[The problem]
Repeat the lines below exactly as written, please, from the line with "kind: TaskKind::Alias, dependencies" to the line with "for dep in &task.dependencies", both lines included, and no others.

Stored items
^^^^^^^^
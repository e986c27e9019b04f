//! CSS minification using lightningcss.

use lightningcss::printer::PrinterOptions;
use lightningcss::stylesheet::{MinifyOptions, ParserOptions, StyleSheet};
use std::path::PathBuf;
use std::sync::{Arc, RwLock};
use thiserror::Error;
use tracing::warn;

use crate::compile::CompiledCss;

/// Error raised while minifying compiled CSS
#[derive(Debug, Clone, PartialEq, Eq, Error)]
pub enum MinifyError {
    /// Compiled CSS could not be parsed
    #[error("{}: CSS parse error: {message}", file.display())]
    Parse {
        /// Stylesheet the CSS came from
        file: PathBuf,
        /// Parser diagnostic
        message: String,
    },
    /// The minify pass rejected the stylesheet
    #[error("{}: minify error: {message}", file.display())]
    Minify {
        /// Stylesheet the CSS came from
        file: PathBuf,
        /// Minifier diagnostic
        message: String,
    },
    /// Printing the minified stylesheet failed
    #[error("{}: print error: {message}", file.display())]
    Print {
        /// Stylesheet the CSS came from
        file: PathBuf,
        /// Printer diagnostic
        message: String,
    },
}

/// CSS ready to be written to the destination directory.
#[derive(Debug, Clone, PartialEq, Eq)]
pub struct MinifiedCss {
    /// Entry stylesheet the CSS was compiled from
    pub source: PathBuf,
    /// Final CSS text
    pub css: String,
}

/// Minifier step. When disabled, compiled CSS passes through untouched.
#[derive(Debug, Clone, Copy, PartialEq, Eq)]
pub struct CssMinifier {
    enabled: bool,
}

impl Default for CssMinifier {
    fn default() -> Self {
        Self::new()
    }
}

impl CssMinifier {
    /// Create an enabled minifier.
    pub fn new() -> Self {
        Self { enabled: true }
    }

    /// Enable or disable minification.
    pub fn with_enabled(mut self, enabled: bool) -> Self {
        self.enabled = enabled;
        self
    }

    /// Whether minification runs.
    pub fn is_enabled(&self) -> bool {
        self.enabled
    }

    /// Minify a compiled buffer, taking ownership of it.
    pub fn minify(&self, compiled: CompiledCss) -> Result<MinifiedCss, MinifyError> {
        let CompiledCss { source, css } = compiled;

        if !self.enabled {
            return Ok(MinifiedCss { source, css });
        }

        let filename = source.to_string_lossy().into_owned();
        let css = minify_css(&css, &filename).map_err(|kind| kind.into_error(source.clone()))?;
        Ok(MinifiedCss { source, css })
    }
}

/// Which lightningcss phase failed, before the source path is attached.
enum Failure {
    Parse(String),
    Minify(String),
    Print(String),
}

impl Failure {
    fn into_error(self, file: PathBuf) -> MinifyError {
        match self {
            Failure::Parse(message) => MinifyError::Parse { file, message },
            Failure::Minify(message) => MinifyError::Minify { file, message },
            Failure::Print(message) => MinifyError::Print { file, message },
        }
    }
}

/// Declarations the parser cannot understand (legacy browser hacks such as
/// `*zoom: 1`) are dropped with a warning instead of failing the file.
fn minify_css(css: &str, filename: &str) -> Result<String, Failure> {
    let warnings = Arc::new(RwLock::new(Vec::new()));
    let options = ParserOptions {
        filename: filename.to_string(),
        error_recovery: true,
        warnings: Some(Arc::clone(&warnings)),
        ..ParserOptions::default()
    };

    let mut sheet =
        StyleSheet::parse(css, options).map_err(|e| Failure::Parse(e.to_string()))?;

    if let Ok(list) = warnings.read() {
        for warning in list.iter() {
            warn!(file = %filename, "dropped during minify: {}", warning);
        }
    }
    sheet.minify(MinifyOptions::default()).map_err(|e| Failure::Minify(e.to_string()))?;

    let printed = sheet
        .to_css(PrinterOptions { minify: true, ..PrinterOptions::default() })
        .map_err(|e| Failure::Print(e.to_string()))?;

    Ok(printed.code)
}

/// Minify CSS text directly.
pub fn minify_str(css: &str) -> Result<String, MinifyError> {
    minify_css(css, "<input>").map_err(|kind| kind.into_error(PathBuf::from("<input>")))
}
^^^^^^^^
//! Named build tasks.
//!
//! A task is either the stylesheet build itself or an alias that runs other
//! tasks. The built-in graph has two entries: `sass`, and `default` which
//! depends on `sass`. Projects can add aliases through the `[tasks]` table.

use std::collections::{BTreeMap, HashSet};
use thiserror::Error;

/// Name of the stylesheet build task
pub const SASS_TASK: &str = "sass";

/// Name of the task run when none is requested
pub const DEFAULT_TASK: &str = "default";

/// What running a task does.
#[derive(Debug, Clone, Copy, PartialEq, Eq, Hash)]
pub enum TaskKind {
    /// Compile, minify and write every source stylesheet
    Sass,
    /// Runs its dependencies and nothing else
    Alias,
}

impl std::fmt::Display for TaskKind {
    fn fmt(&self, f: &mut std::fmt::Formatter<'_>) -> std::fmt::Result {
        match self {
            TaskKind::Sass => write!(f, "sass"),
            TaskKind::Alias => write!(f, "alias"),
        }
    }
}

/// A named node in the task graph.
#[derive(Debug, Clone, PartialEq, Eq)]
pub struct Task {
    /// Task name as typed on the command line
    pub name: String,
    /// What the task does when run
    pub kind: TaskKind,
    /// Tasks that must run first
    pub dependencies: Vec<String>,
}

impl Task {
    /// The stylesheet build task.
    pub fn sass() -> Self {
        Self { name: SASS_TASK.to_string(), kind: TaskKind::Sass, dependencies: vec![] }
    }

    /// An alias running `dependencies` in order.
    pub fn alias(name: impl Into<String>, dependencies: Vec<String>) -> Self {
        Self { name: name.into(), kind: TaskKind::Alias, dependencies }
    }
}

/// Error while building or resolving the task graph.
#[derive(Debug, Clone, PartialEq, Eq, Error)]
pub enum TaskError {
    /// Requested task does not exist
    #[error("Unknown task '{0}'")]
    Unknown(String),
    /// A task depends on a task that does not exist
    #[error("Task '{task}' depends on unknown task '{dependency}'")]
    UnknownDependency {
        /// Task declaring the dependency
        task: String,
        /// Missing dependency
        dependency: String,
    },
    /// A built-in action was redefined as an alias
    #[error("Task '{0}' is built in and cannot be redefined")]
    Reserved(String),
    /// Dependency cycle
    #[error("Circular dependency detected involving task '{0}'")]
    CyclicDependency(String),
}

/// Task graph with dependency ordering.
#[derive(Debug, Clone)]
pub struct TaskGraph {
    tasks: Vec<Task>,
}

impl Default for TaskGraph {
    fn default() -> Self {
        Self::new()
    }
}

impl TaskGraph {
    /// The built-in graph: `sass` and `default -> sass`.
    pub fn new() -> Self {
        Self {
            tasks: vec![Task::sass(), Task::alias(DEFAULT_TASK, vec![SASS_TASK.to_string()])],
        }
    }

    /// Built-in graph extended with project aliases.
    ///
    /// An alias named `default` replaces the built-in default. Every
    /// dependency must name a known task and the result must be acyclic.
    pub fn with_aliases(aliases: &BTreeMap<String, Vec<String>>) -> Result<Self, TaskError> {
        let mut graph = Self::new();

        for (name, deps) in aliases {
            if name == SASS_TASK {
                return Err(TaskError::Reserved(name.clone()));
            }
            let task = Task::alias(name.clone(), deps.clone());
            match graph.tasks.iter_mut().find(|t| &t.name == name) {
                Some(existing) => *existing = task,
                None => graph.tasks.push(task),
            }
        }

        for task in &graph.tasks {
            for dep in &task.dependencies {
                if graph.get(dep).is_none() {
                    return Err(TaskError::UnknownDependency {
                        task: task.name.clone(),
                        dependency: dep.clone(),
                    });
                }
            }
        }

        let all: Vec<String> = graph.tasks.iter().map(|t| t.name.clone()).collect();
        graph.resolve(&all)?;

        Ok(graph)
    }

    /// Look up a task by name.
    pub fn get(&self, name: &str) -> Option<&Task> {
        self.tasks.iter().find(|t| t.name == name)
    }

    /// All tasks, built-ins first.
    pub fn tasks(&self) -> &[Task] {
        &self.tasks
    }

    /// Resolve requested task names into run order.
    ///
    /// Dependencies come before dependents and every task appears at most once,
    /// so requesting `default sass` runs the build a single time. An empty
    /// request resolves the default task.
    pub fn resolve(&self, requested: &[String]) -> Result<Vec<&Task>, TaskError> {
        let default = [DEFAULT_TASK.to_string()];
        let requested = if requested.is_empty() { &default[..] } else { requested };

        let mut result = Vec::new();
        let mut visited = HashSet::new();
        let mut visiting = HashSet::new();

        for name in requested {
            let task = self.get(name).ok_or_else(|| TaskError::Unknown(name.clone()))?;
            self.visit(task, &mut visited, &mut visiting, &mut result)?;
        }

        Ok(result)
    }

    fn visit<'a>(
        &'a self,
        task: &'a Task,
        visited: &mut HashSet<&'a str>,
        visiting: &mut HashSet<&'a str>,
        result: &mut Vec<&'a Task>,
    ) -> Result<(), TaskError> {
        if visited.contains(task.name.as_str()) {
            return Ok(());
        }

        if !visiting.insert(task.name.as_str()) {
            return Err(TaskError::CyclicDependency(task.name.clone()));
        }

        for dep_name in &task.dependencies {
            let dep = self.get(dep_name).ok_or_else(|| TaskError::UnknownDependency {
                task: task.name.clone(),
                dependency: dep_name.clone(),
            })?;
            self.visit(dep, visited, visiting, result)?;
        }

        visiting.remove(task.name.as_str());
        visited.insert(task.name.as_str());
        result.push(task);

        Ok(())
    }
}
^^^^^^^^
[Answer box]
        Self { name: name.into(), kind: TaskKind::Alias, dependencies }
    }
}

/// Error while building or resolving the task graph.
#[derive(Debug, Clone, PartialEq, Eq, Error)]
pub enum TaskError {
    /// Requested task does not exist
    #[error("Unknown task '{0}'")]
    Unknown(String),
    /// A task depends on a task that does not exist
    #[error("Task '{task}' depends on unknown task '{dependency}'")]
    UnknownDependency {
        /// Task declaring the dependency
        task: String,
        /// Missing dependency
        dependency: String,
    },
    /// A built-in action was redefined as an alias
    #[error("Task '{0}' is built in and cannot be redefined")]
    Reserved(String),
    /// Dependency cycle
    #[error("Circular dependency detected involving task '{0}'")]
    CyclicDependency(String),
}

/// Task graph with dependency ordering.
#[derive(Debug, Clone)]
pub struct TaskGraph {
    tasks: Vec<Task>,
}

impl Default for TaskGraph {
    fn default() -> Self {
        Self::new()
    }
}

impl TaskGraph {
    /// The built-in graph: `sass` and `default -> sass`.
    pub fn new() -> Self {
        Self {
            tasks: vec![Task::sass(), Task::alias(DEFAULT_TASK, vec![SASS_TASK.to_string()])],
        }
    }

    /// Built-in graph extended with project aliases.
    ///
    /// An alias named `default` replaces the built-in default. Every
    /// dependency must name a known task and the result must be acyclic.
    pub fn with_aliases(aliases: &BTreeMap<String, Vec<String>>) -> Result<Self, TaskError> {
        let mut graph = Self::new();

        for (name, deps) in aliases {
            if name == SASS_TASK {
                return Err(TaskError::Reserved(name.clone()));
            }
            let task = Task::alias(name.clone(), deps.clone());
            match graph.tasks.iter_mut().find(|t| &t.name == name) {
                Some(existing) => *existing = task,
                None => graph.tasks.push(task),
            }
        }

        for task in &graph.tasks {
            for dep in &task.dependencies {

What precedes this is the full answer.